# NPD: Earthquaker Devices Palisades = AWESOME!!!!



## JimiGuy7 (Jan 10, 2008)

Yup, this is the most versatile and diverse OD pedal I have ever owned. If you haven't checked one out, do yourself a favor. It has all flavors of drive you could ever want. It has made the dirt channel on my 5:25 Express+ irrelevant, to me anyway. It has a host of options that I could tell you about, but I will post a link to the video that inspired me to "bite the bullet" on this one. Basically it is a TS808 Tube Screamer with every popular TS mod in one pedal. It also has 2 channels and a boost. I have tried all of the popular Ibanez TS models, unmoded anyway, and never really got along with them, but I don't have to use those settings now lol. I have been searching for a Thornleyesque tone, yet still something to kind of call my own, without having to spend thousands. I searched probably about 100+ drive pedals, and almost went in numerous other directions. I just happened to find this one in the youtube sidebar. I am not a fan of not trying before buying, well a pedal at this price point anyway, but I had to hear this for myself and there is only one way for me to do this around here LOL!!! Pony up the $$$$!!! I am using it on my clean channel, with a little bit of gain for some "grit" engage this thing and I can cover any song I need to. Anyway, check it out if you haven't it is one awesome pedal.


----------



## Destropiate (Jan 17, 2007)

Good to hear! That's definitely been on my list of overdrives to try out. I have a EQD Organizer and the Ghost Echo. Love both of them.


----------



## Budda (May 29, 2007)

Congrats! We tried one in ottawa when I joined my band, but it just didn't do what we wanted as well as others. A very cool pedal though.


----------



## JimiGuy7 (Jan 10, 2008)

Very cool indeed!!! I get that it may not be for anyone, but you can get quite a wide variety of tones out of it. I dig what it does for me, and in the studio I am guessing it will be a very valuable tool.


----------



## davetcan (Feb 27, 2006)

Sounds very good. I'm not a fan of Andy for some reason but Burgs gives a pretty thorough demo.


----------



## sulphur (Jun 2, 2011)

That pedal does look handy, congrats!

I have a similar dirt section on the band board, O/D -> distortion -> boost.
This pedal would replace those three and probably save a bit of room to boot.

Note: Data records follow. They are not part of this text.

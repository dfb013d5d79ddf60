/*
 * Copyright (c) godot-rust; Bromeon and contributors.
 * This Source Code Form is subject to the terms of the Mozilla Public
 * License, v. 2.0. If a copy of the MPL was not distributed with this
 * file, You can obtain one at https://mozilla.org/MPL/2.0/.
 */

use std::ffi::c_void;

use crate as sys;
use crate::bind_cache::{BindCell, PtrConstructor, PtrOperatorEvaluator, resolve_builtin_operator};
use crate::native::{NativeStringName, NativeValue, builtin_method, call_builtin, call_builtin_int, impl_native_value};
use crate::{VariantOperator, VariantType, interface_fn, lifecycle};

/// Engine `Callable`: either a bound method (object + name) or a custom callable.
#[repr(transparent)]
pub struct NativeCallable {
    opaque: sys::types::OpaqueCallable,
}

impl_native_value!(NativeCallable, OpaqueCallable, Callable);

impl NativeCallable {
    /// Creates a custom callable. The engine takes over `info.callable_userdata` and eventually calls `info.free_func` on it.
    ///
    /// # Safety
    /// All function pointers in `info` must be valid for the userdata, and remain valid until `free_func` has been called.
    pub unsafe fn from_custom(info: &mut sys::GDExtensionCallableCustomInfo2) -> Self {
        let create = interface_fn!(callable_custom_create2);

        // SAFETY: forwarded to caller.
        unsafe { Self::new_with_init(|dst| create(dst, info as *mut _)) }
    }

    /// Userdata of a custom callable created with `token`; null if the callable is not such a custom callable.
    pub fn custom_userdata(&self, token: *mut c_void) -> *mut c_void {
        let get_userdata = interface_fn!(callable_custom_get_userdata);

        // SAFETY: the engine validates the token and returns null on mismatch.
        unsafe { get_userdata(self.sys_const(), token) }
    }

    pub fn is_valid(&self) -> bool {
        let method = builtin_method!(Callable, "is_valid", 3918633141);
        let mut valid = sys::SYS_FALSE;

        // SAFETY: `is_valid() -> bool`.
        unsafe {
            call_builtin(
                method,
                self.sys(),
                &[],
                &mut valid as *mut sys::GDExtensionBool as sys::GDExtensionTypePtr,
            )
        };
        sys::conv::bool_from_sys(valid)
    }

    /// Declared argument count, `0` if unknown.
    pub fn argument_count(&self) -> i64 {
        let method = builtin_method!(Callable, "get_argument_count", 3173160232);

        // SAFETY: `get_argument_count() -> int`.
        unsafe { call_builtin_int(method, self.sys()) }
    }

    pub fn hash(&self) -> u32 {
        let method = builtin_method!(Callable, "hash", 3173160232);

        // SAFETY: `hash() -> int`.
        unsafe { call_builtin_int(method, self.sys()) as u32 }
    }

    /// Engine-side `==`, which for custom callables delegates to their `equal_func`.
    pub fn equals(&self, other: &Self) -> bool {
        static EQ: BindCell<PtrOperatorEvaluator> = BindCell::new();
        let eq = resolve_builtin_operator(
            &EQ,
            VariantOperator::Equal,
            VariantType::Callable,
            VariantType::Callable,
        );

        let mut result = sys::SYS_FALSE;

        // SAFETY: operands are live callables; result is a bool slot.
        unsafe {
            eq(
                self.sys_const(),
                other.sys_const(),
                &mut result as *mut sys::GDExtensionBool as sys::GDExtensionTypePtr,
            )
        };
        sys::conv::bool_from_sys(result)
    }
}

// ----------------------------------------------------------------------------------------------------------------------------------------------

/// Engine `Signal`: object + signal name.
#[repr(transparent)]
pub struct NativeSignal {
    opaque: sys::types::OpaqueSignal,
}

impl_native_value!(NativeSignal, OpaqueSignal, Signal);

impl NativeSignal {
    /// Signal `name` on `object`.
    ///
    /// # Safety
    /// `object` must be null or point to a live engine object.
    pub unsafe fn from_object_signal(object: sys::GDExtensionObjectPtr, name: &NativeStringName) -> Self {
        static CTOR: BindCell<PtrConstructor> = BindCell::new();
        let args = [
            &object as *const sys::GDExtensionObjectPtr as sys::GDExtensionConstTypePtr,
            name.sys_const(),
        ];

        // SAFETY: constructor 2 of Signal takes (Object, StringName).
        unsafe {
            Self::new_with_init(|dst| {
                lifecycle::construct_with(&CTOR, VariantType::Signal, 2, dst, &args)
            })
        }
    }

    pub fn name(&self) -> NativeStringName {
        let method = builtin_method!(Signal, "get_name", 2002593661);

        // SAFETY: `get_name() -> StringName`.
        unsafe { NativeStringName::new_with_init(|dst| call_builtin(method, self.sys(), &[], dst)) }
    }

    /// Instance ID of the owning object, `0` for a null signal.
    pub fn object_id(&self) -> u64 {
        let method = builtin_method!(Signal, "get_object_id", 2944547224);

        // SAFETY: `get_object_id() -> int`.
        unsafe { call_builtin_int(method, self.sys()) as u64 }
    }
}
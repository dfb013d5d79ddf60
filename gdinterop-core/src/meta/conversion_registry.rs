/*
 * Copyright (c) godot-rust; Bromeon and contributors.
 * This Source Code Form is subject to the terms of the Mozilla Public
 * License, v. 2.0. If a copy of the MPL was not distributed with this
 * file, You can obtain one at https://mozilla.org/MPL/2.0/.
 */

//! Conversion slots for types without a direct [`Marshal`] implementation.
//!
//! Each closed type (e.g. `Array<i64>`, `TypedDictionary<GString, Vector2>` or a user type) gets one set of four function
//! pointers, registered during the startup registration pass. The first registration of a type wins; later ones are ignored, so
//! concurrent or repeated registration cannot corrupt a slot set.
//!
//! Types that are not registered fail every registry-based conversion with an "unsupported type" [`ConvertError`].

use std::any::{Any, TypeId};
use std::collections::HashMap;
use std::collections::hash_map::Entry;

use crate::builtin::{
    Aabb, Array, Basis, Callable, Color, Dictionary, GString, NodePath, PackedByteArray,
    PackedColorArray, PackedFloat32Array, PackedFloat64Array, PackedInt32Array, PackedInt64Array,
    PackedStringArray, PackedVector2Array, PackedVector3Array, PackedVector4Array, Plane,
    Projection, Quaternion, Rect2, Rect2i, Rid, Signal, StringName, Transform2D, Transform3D,
    TypedDictionary, Variant, Vector2, Vector2i, Vector3, Vector3i, Vector4, Vector4i,
};
use crate::meta::Marshal;
use crate::meta::error::ConvertError;
use crate::sys;
use crate::sys::Global;

/// The four conversion functions of one type.
pub struct ConversionSlots<T> {
    /// Writes the native representation into an uninitialized slot.
    pub write_ptr: unsafe fn(&T, sys::GDExtensionUninitializedTypePtr),

    /// Reads a value from a live slot, which stays owned by its owner.
    pub read_ptr: unsafe fn(sys::GDExtensionConstTypePtr) -> Result<T, ConvertError>,

    pub to_variant: fn(&T) -> Variant,
    pub from_variant: fn(&Variant) -> Result<T, ConvertError>,
}

// Manual impls: derives would require `T: Clone`.
impl<T> Clone for ConversionSlots<T> {
    fn clone(&self) -> Self {
        *self
    }
}

impl<T> Copy for ConversionSlots<T> {}

impl<T> std::fmt::Debug for ConversionSlots<T> {
    fn fmt(&self, f: &mut std::fmt::Formatter<'_>) -> std::fmt::Result {
        f.debug_struct("ConversionSlots")
            .field("type", &std::any::type_name::<T>())
            .finish_non_exhaustive()
    }
}

struct RegisteredSlots {
    type_name: &'static str,
    slots: Box<dyn Any + Send + Sync>,
}

static REGISTRY: Global<HashMap<TypeId, RegisteredSlots>> = Global::default();

// ----------------------------------------------------------------------------------------------------------------------------------------------
// Public API

/// Registers the conversion functions of `T`.
///
/// Returns `false` and keeps the existing slots if `T` was registered before.
pub fn register<T: 'static>(
    write_ptr: unsafe fn(&T, sys::GDExtensionUninitializedTypePtr),
    read_ptr: unsafe fn(sys::GDExtensionConstTypePtr) -> Result<T, ConvertError>,
    to_variant: fn(&T) -> Variant,
    from_variant: fn(&Variant) -> Result<T, ConvertError>,
) -> bool {
    register_slots(ConversionSlots {
        write_ptr,
        read_ptr,
        to_variant,
        from_variant,
    })
}

/// Registers a complete slot set of `T`. See [`register()`].
pub fn register_slots<T: 'static>(slots: ConversionSlots<T>) -> bool {
    let type_name = std::any::type_name::<T>();

    match REGISTRY.write().entry(TypeId::of::<T>()) {
        Entry::Occupied(_) => {
            sys::out!("conversion registry: {type_name} already registered, keeping first slots");
            false
        }
        Entry::Vacant(vacant) => {
            vacant.insert(RegisteredSlots {
                type_name,
                slots: Box::new(slots),
            });
            sys::out!("conversion registry: registered {type_name}");
            true
        }
    }
}

/// Returns the slots of `T`, or an "unsupported type" error naming `T`.
pub fn get<T: 'static>() -> Result<ConversionSlots<T>, ConvertError> {
    let registry = REGISTRY.read();

    registry
        .get(&TypeId::of::<T>())
        .and_then(|registered| registered.slots.downcast_ref::<ConversionSlots<T>>())
        .copied()
        .ok_or_else(ConvertError::unsupported::<T>)
}

pub fn is_registered<T: 'static>() -> bool {
    REGISTRY.read().contains_key(&TypeId::of::<T>())
}

/// Names of all registered types, sorted.
pub fn registered_type_names() -> Vec<&'static str> {
    let mut names: Vec<_> = REGISTRY.read().values().map(|r| r.type_name).collect();
    names.sort_unstable();
    names
}

/// Registers the slots of `Array<T>`.
pub fn register_array<T: Marshal>() -> bool {
    register_slots(Array::<T>::conversion_slots())
}

/// Registers the slots of `TypedDictionary<K, V>`.
pub fn register_dictionary<K: Marshal, V: Marshal>() -> bool {
    register_slots(TypedDictionary::<K, V>::conversion_slots())
}

// ----------------------------------------------------------------------------------------------------------------------------------------------
// Registrar

/// Handle passed to [`ExtensionLibrary::register_conversions()`](crate::init::ExtensionLibrary::register_conversions).
///
/// Collects the registration pass of one extension, so that it can be logged and inspected.
#[derive(Default, Debug)]
pub struct ConversionRegistrar {
    added: Vec<&'static str>,
    skipped: Vec<&'static str>,
}

impl ConversionRegistrar {
    pub fn new() -> Self {
        Self::default()
    }

    pub fn register<T: 'static>(&mut self, slots: ConversionSlots<T>) -> &mut Self {
        let added = register_slots(slots);
        self.track::<T>(added)
    }

    pub fn array<T: Marshal>(&mut self) -> &mut Self {
        let added = register_array::<T>();
        self.track::<Array<T>>(added)
    }

    pub fn dictionary<K: Marshal, V: Marshal>(&mut self) -> &mut Self {
        let added = register_dictionary::<K, V>();
        self.track::<TypedDictionary<K, V>>(added)
    }

    /// Types newly registered through this registrar.
    pub fn added(&self) -> &[&'static str] {
        &self.added
    }

    /// Types that were already registered before.
    pub fn skipped(&self) -> &[&'static str] {
        &self.skipped
    }

    fn track<T: 'static>(&mut self, added: bool) -> &mut Self {
        let name = std::any::type_name::<T>();
        if added {
            self.added.push(name);
        } else {
            self.skipped.push(name);
        }
        self
    }
}

// ----------------------------------------------------------------------------------------------------------------------------------------------
// Startup pass

/// Registers typed arrays of every builtin element kind. Runs once during [`initialize()`](crate::init::initialize).
pub(crate) fn register_builtin_conversions(registrar: &mut ConversionRegistrar) {
    macro_rules! arrays {
        ($($T:ty),* $(,)?) => {
            $( registrar.array::<$T>(); )*
        };
    }

    arrays!(
        bool, i64, i32, i16, i8, u32, u16, u8, f64, f32, GString, StringName, NodePath, Vector2,
        Vector2i, Vector3, Vector3i, Vector4, Vector4i, Rect2, Rect2i, Plane, Quaternion, Color,
        Rid, Aabb, Basis, Transform2D, Transform3D, Projection, Callable, Signal, Dictionary,
        PackedByteArray, PackedInt32Array, PackedInt64Array, PackedFloat32Array,
        PackedFloat64Array, PackedStringArray, PackedVector2Array, PackedVector3Array,
        PackedVector4Array, PackedColorArray,
    );

    registrar.dictionary::<GString, Variant>();
    registrar.dictionary::<StringName, Variant>();
    registrar.dictionary::<i64, Variant>();
}

// ----------------------------------------------------------------------------------------------------------------------------------------------
// Tests

#[cfg(test)]
mod tests {
    use super::*;
    use crate::meta::{read_slot, write_slot};

    // Lives entirely in inline variants, so no engine is needed.
    #[derive(Copy, Clone, PartialEq, Debug)]
    struct Meters(f64);

    impl Marshal for Meters {}

    unsafe fn meters_write(value: &Meters, dst: sys::GDExtensionUninitializedTypePtr) {
        unsafe { write_slot(dst, value.0) }
    }

    unsafe fn meters_read(src: sys::GDExtensionConstTypePtr) -> Result<Meters, ConvertError> {
        Ok(Meters(unsafe { read_slot::<f64>(src) }))
    }

    fn meters_to_variant(value: &Meters) -> Variant {
        value.0.to_variant()
    }

    fn meters_from_variant(variant: &Variant) -> Result<Meters, ConvertError> {
        f64::try_from_variant(variant).map(Meters)
    }

    fn meters_from_variant_doubled(variant: &Variant) -> Result<Meters, ConvertError> {
        f64::try_from_variant(variant).map(|m| Meters(m * 2.0))
    }

    #[derive(Debug)]
    struct NeverRegistered;

    impl Marshal for NeverRegistered {}

    #[test]
    fn unregistered_type_is_unsupported() {
        let err = get::<NeverRegistered>().expect_err("not registered");
        assert!(err.is_unsupported());
        assert!(err.to_string().contains("NeverRegistered"), "{err}");

        let err = NeverRegistered.try_to_variant().expect_err("not registered");
        assert!(err.is_unsupported());

        let err = NeverRegistered::try_from_variant(&Variant::nil()).expect_err("not registered");
        assert!(err.to_string().starts_with("unsupported type for Variant conversion"));
    }

    #[test]
    #[should_panic(expected = "unsupported type for Variant conversion")]
    fn unregistered_type_panics_in_infallible_api() {
        let _ = NeverRegistered.to_variant();
    }

    #[test]
    fn first_registration_wins() {
        assert!(register(
            meters_write,
            meters_read,
            meters_to_variant,
            meters_from_variant
        ));
        assert!(!register(
            meters_write,
            meters_read,
            meters_to_variant,
            meters_from_variant_doubled
        ));
        assert!(is_registered::<Meters>());
        assert!(registered_type_names().iter().any(|name| name.ends_with("Meters")));

        let variant = Meters(3.5).to_variant();
        assert_eq!(variant.get_type(), sys::VariantType::Float);
        assert_eq!(Meters::from_variant(&variant), Meters(3.5));

        let mut slot = std::mem::MaybeUninit::<f64>::uninit();
        let back = unsafe {
            Meters(-1.0).write_to_ptr(slot.as_mut_ptr() as sys::GDExtensionUninitializedTypePtr);
            Meters::read_from_ptr(slot.as_ptr() as sys::GDExtensionConstTypePtr)
        };
        assert_eq!(back, Meters(-1.0));
    }

    #[test]
    fn registration_races_keep_one_slot_set() {
        #[derive(Debug)]
        struct Raced;

        impl Marshal for Raced {}

        fn to_nil(_: &Raced) -> Variant {
            Variant::nil()
        }

        fn from_any(_: &Variant) -> Result<Raced, ConvertError> {
            Ok(Raced)
        }

        unsafe fn write_nothing(_: &Raced, _: sys::GDExtensionUninitializedTypePtr) {}

        unsafe fn read_nothing(_: sys::GDExtensionConstTypePtr) -> Result<Raced, ConvertError> {
            Ok(Raced)
        }

        let handles: Vec<_> = (0..8)
            .map(|_| {
                std::thread::spawn(|| register(write_nothing, read_nothing, to_nil, from_any))
            })
            .collect();

        let wins = handles
            .into_iter()
            .map(|h| h.join().expect("registration thread"))
            .filter(|added| *added)
            .count();

        assert_eq!(wins, 1);
        assert!(get::<Raced>().is_ok());
    }

    #[test]
    fn registrar_tracks_outcome() {
        #[derive(Debug)]
        struct Tracked;

        impl Marshal for Tracked {}

        fn to_nil(_: &Tracked) -> Variant {
            Variant::nil()
        }

        fn from_any(_: &Variant) -> Result<Tracked, ConvertError> {
            Ok(Tracked)
        }

        unsafe fn write_nothing(_: &Tracked, _: sys::GDExtensionUninitializedTypePtr) {}

        unsafe fn read_nothing(_: sys::GDExtensionConstTypePtr) -> Result<Tracked, ConvertError> {
            Ok(Tracked)
        }

        let slots = ConversionSlots {
            write_ptr: write_nothing,
            read_ptr: read_nothing,
            to_variant: to_nil,
            from_variant: from_any,
        };

        let mut registrar = ConversionRegistrar::new();
        registrar.register(slots).register(slots);

        assert_eq!(registrar.added().len(), 1);
        assert_eq!(registrar.skipped().len(), 1);
    }
}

Thanks for the heads up/GAS!


----------



## JBFairthorne (Oct 11, 2014)

I really want one...a bunch of those brighter sounds are right up my alley. For me, I can get by with 1 delay type and one chorus/flange type, but I always seem to be using 2 or 3 OD/Dists, alone, stacked, different order. I'd love to have one that could do it alone. Those voicing/bandwidth knobs are cool. A blend knob would knock it out of the park.


----------



## JimiGuy7 (Jan 10, 2008)

sulphur said:


> That pedal does look handy, congrats!
> 
> I have a similar dirt section on the band board, O/D -> distortion -> boost.
> This pedal would replace those three and probably save a bit of room to boot.
> ...


I took all of my dirt and boost pedals off of my board. I had essentially the same setup as you, then I hooked this beaut up, and now I have WAY more room on my board. Funny how that works eh? LOL!!!! The GAS never ends.


----------



## JimiGuy7 (Jan 10, 2008)

JBFairthorne said:


> I really want one...a bunch of those brighter sounds are right up my alley. For me, I can get by with 1 delay type and one chorus/flange type, but I always seem to be using 2 or 3 OD/Dists, alone, stacked, different order. I'd love to have one that could do it alone. Those voicing/bandwidth knobs are cool. A blend knob would knock it out of the park.


A blend option would be awesome, but I am not going to complain as it does exactly what you said. I had like 3-4 OD/boosts on my board, and (not to toot my own horn) I was getting pretty awesome at the tap dance. Now, I have this and me feet feel a little lost.


----------